Collected data:
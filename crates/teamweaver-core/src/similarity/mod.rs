//! Dense vector primitives for motivation embeddings.
//!
//! Embeddings arrive from the provider as fixed-dimension `f32` vectors
//! (commonly 1536). A zero vector means "missing motivation" and is legal
//! everywhere; callers decide what a missing side contributes, so the
//! cosine here reports `None` instead of erroring on zero magnitude.
//!
//! All operations are pure and iterate in index order, so results are
//! bit-reproducible for identical inputs.

use thiserror::Error;

/// Errors from dense vector operations.
#[derive(Debug, Error, Clone, PartialEq)]
pub enum VectorError {
    /// Vectors must share a dimension.
    #[error("Dimension mismatch: expected {expected}, got {actual}")]
    DimensionMismatch {
        /// Dimension of the first operand.
        expected: usize,
        /// Dimension of the second operand.
        actual: usize,
    },

    /// Mean pooling over zero vectors.
    #[error("Empty vector set")]
    EmptySet,
}

/// L2 norm (Euclidean length) of a vector.
#[inline]
pub fn l2_norm(v: &[f32]) -> f32 {
    v.iter().map(|x| x * x).sum::<f32>().sqrt()
}

/// True when every component is (close to) zero.
#[inline]
pub fn is_zero(v: &[f32]) -> bool {
    v.is_empty() || l2_norm(v) < f32::EPSILON
}

/// Normalize a vector to unit length in place.
///
/// A zero vector is left unchanged.
#[inline]
pub fn normalize(v: &mut [f32]) {
    let norm = l2_norm(v);
    if norm > f32::EPSILON {
        for x in v.iter_mut() {
            *x /= norm;
        }
    }
}

/// Dot product. Caller must pass equal-length slices.
#[inline]
fn dot_unchecked(a: &[f32], b: &[f32]) -> f32 {
    a.iter().zip(b.iter()).map(|(x, y)| x * y).sum()
}

/// Cosine similarity between two vectors, clamped to `[-1, 1]`.
///
/// Returns `None` when either vector is zero (or empty): the cosine is
/// undefined there and the caller owns the missing-motivation policy.
///
/// # Errors
///
/// [`VectorError::DimensionMismatch`] when the non-empty operands differ
/// in length.
pub fn cosine_similarity(a: &[f32], b: &[f32]) -> Result<Option<f32>, VectorError> {
    if is_zero(a) || is_zero(b) {
        return Ok(None);
    }
    if a.len() != b.len() {
        return Err(VectorError::DimensionMismatch {
            expected: a.len(),
            actual: b.len(),
        });
    }
    let dot = dot_unchecked(a, b);
    let norm = l2_norm(a) * l2_norm(b);
    Ok(Some((dot / norm).clamp(-1.0, 1.0)))
}

/// Component-wise mean of a set of equal-length vectors.
///
/// # Errors
///
/// - [`VectorError::EmptySet`] when `vectors` is empty
/// - [`VectorError::DimensionMismatch`] when lengths differ
pub fn mean_pool(vectors: &[&[f32]]) -> Result<Vec<f32>, VectorError> {
    let first = vectors.first().ok_or(VectorError::EmptySet)?;
    let dim = first.len();
    let mut acc = vec![0.0f32; dim];
    for v in vectors {
        if v.len() != dim {
            return Err(VectorError::DimensionMismatch {
                expected: dim,
                actual: v.len(),
            });
        }
        for (slot, x) in acc.iter_mut().zip(v.iter()) {
            *slot += x;
        }
    }
    let n = vectors.len() as f32;
    for slot in acc.iter_mut() {
        *slot /= n;
    }
    Ok(acc)
}

#[cfg(test)]
mod tests {
    use super::*;

    #[test]
    fn test_cosine_identical_vectors() {
        let v = vec![1.0, 2.0, 3.0, 4.0];
        let sim = cosine_similarity(&v, &v).unwrap().unwrap();
        assert!(
            (sim - 1.0).abs() < 1e-6,
            "identical vectors should have similarity 1.0, got {sim}"
        );
        println!("[PASS] cosine of identical vectors = {sim:.6}");
    }

    #[test]
    fn test_cosine_orthogonal_vectors() {
        let a = vec![1.0, 0.0];
        let b = vec![0.0, 1.0];
        let sim = cosine_similarity(&a, &b).unwrap().unwrap();
        assert!(sim.abs() < 1e-6);
        println!("[PASS] cosine of orthogonal vectors = {sim:.6}");
    }

    #[test]
    fn test_cosine_opposite_vectors() {
        let a = vec![1.0, 2.0];
        let b = vec![-1.0, -2.0];
        let sim = cosine_similarity(&a, &b).unwrap().unwrap();
        assert!((sim + 1.0).abs() < 1e-6);
    }

    #[test]
    fn test_cosine_zero_vector_is_none() {
        let a = vec![0.0, 0.0, 0.0];
        let b = vec![1.0, 2.0, 3.0];
        assert_eq!(cosine_similarity(&a, &b).unwrap(), None);
        assert_eq!(cosine_similarity(&b, &a).unwrap(), None);
        assert_eq!(cosine_similarity(&[], &b).unwrap(), None);
    }

    #[test]
    fn test_cosine_dimension_mismatch() {
        let a = vec![1.0, 2.0];
        let b = vec![1.0, 2.0, 3.0];
        assert!(matches!(
            cosine_similarity(&a, &b),
            Err(VectorError::DimensionMismatch {
                expected: 2,
                actual: 3
            })
        ));
    }

    #[test]
    fn test_normalize_unit_length() {
        let mut v = vec![3.0, 4.0];
        normalize(&mut v);
        assert!((l2_norm(&v) - 1.0).abs() < 1e-6);
        assert!((v[0] - 0.6).abs() < 1e-6);
        assert!((v[1] - 0.8).abs() < 1e-6);
    }

    #[test]
    fn test_normalize_zero_vector_unchanged() {
        let mut v = vec![0.0, 0.0];
        normalize(&mut v);
        assert_eq!(v, vec![0.0, 0.0]);
    }

    #[test]
    fn test_mean_pool_basic() {
        let a = vec![1.0, 3.0];
        let b = vec![3.0, 5.0];
        let mean = mean_pool(&[&a, &b]).unwrap();
        assert_eq!(mean, vec![2.0, 4.0]);
    }

    #[test]
    fn test_mean_pool_empty_set() {
        assert!(matches!(mean_pool(&[]), Err(VectorError::EmptySet)));
    }

    #[test]
    fn test_mean_pool_dimension_mismatch() {
        let a = vec![1.0, 2.0];
        let b = vec![1.0];
        assert!(matches!(
            mean_pool(&[&a, &b]),
            Err(VectorError::DimensionMismatch { .. })
        ));
    }

    #[test]
    fn test_high_dimensional_1536() {
        let a: Vec<f32> = (0..1536).map(|i| (i as f32) * 0.0005).collect();
        let b: Vec<f32> = (0..1536).map(|i| ((i as f32) * 0.0005).sin()).collect();
        let sim = cosine_similarity(&a, &b).unwrap().unwrap();
        assert!((-1.0..=1.0).contains(&sim));
        assert!(sim.is_finite());
    }
}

# Problem details
Give the number of lines in the data above that include the word "must", with no other words.

# Task output
2